(Work instruction) Give only the number of lines in the data that contain the word "VehicleEntry".

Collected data
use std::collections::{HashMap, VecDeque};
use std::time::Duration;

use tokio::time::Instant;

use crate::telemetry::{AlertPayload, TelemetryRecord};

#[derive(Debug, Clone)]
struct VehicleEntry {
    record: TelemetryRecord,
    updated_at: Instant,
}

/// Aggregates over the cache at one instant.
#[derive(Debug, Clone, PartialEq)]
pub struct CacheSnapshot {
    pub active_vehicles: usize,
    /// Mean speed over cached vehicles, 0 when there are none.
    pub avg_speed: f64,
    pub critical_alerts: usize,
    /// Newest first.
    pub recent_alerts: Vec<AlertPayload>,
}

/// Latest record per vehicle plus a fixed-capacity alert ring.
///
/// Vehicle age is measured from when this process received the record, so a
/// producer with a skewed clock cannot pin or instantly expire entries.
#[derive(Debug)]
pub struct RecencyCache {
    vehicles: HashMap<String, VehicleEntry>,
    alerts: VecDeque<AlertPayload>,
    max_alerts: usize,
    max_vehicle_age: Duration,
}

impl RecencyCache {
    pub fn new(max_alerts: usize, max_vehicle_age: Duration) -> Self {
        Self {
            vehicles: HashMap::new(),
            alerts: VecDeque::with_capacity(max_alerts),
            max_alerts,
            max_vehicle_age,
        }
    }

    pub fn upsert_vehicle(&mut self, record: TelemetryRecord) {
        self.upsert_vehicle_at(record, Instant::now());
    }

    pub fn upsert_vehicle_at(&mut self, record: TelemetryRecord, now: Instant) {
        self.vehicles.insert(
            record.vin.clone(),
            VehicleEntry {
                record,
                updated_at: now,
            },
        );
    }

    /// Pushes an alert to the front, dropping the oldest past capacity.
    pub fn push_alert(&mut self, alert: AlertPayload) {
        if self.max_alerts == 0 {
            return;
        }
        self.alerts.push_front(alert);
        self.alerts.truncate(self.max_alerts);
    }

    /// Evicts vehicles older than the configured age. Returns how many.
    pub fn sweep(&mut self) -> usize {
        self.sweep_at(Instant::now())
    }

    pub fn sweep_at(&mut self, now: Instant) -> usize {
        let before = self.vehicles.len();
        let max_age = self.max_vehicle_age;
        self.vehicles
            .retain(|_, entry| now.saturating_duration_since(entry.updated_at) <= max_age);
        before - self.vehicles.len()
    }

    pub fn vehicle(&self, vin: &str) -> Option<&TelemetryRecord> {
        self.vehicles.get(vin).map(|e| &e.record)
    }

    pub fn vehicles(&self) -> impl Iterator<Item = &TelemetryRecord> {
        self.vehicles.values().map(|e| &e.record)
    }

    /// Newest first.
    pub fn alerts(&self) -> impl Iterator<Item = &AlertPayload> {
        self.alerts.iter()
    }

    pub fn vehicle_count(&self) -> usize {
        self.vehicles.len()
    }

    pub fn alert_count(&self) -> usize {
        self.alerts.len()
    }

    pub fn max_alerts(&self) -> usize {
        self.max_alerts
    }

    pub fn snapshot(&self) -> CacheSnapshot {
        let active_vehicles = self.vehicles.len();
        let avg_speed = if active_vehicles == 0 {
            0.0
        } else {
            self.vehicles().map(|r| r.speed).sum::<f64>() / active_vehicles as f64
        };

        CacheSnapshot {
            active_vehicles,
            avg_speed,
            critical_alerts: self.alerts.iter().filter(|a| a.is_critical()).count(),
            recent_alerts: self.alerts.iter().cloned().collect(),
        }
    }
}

(Answer to this problem) 3